Com o Banif o fado repetiu-se. Mais uma vez, o problema vinha de longe. Mais uma vez, o Estado interveio – em 2012, foram injectados 1.100 milhões de euros. Mais uma vez o líder do banco em risco garante que a instituição é sólida e até tem uma “liquidez confortável”. Mais uma vez, o Banco de Portugal assegura que os depositantes nada têm a temer. Mais uma vez, os mais altos responsáveis foram alertados meses antes para os perigos eminentes. Mais uma vez, as medidas aplicadas revelaram-se meros analgésicos e os males continuaram a alastrar até se tornar inevitável recorrer a soluções ainda mais penosas para os contribuintes. Porque seja qualquer for a solução encontrada para o Banif, serão os portugueses a suportar o seu custo. Mais uma vez.

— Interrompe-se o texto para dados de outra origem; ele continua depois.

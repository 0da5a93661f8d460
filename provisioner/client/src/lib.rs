// Copyright (C) Parity Technologies (UK) Ltd.
// SPDX-License-Identifier: Apache-2.0

//! Chain access for the xcm-provisioner.
//!
//! The [`Chain`] trait is the seam between the provisioning logic and a node. [`ChainHandle`]
//! implements it for dev nodes through `subxt` and the `dev_*` RPCs, [`BlockPacer`] drives their
//! block production and [`RootScheduler`] dispatches batches with root origin where the endpoint
//! allows it.

pub mod call;
pub mod chain;
mod error;
pub mod handle;
pub mod pacer;
pub mod scheduler;
pub mod value;

pub use call::{compose, BatchedCall, Call};
pub use chain::{
	BlockBuildMode, BlockNumber, Chain, ControlCommand, EmittedEvent, StorageQuery,
	TransactionOutcome,
};
pub use error::ChainError;
pub use handle::{ChainEndpoint, ChainHandle, SubmissionProgress, SubmissionStatus};
pub use pacer::{BlockPacer, PacerConfig, PacerEvent, PacerState};
pub use scheduler::{wrap_as_root_schedule, RootScheduler, ScheduledRootBatch};
pub use subxt::{
	dynamic::Value,
	utils::{AccountId32, H256},
};
pub use subxt_signer::sr25519::Keypair;
pub use value::XcmVersion;

/// Log target of the chain access layer.
pub const LOG_TARGET: &str = "xcm-provisioner::client";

Casos menores, mas relevantes
José Pacheco Pereira, cronista da SÁBADO, foi nomeado pelo Governo para a Administração de Serralves. Pode-se discordar das suas posições políticas e defender até que estas justificam a sua expulsão do PSD. O que não faz sentido é reduzir a mera recompensa política a nomeação para um cargo não remunerado e para o qual Pacheco Pereira tem competências comprovadas. Não custa acreditar, porém, que este convite seria endereçado a outro se Pacheco Pereira tivesse estado ao lado de Passos Coelho. De qualquer forma, o convidado só tem alguma responsabilidade se tiver negociado o cargo à partida. E, neste caso, é evidente que Pacheco Pereira não o fez.

Em contraciclo com tudo o que de negativo há a apontar à nossa política, assinala-se um caso positivo. Fernando Medina herdou a Câmara Municipal de Lisboa de António Costa e, na prática, só se fez político completo nesse momento, porque antes preferira sempre a discrição, as funções executivas às de palco. Esta semana, numa reunião descentralizada de duas freguesias de Lisboa, quando confrontado pelos moradores do Arco do Cego com os efeitos das obras camarárias em curso naquela zona, Fernando Medina falou como é raro ouvir-se falar um autarca: “Está bom de ver que a água vai entrar em casa de alguém.” E, a seguir, deu ordens aos técnicos para encontrarem soluções eficazes para “100% dos casos”. Esperemos que cumpra e, já agora, que mantenha o discurso sincero e assertivo. Portugal precisa de quem trabalhe assim.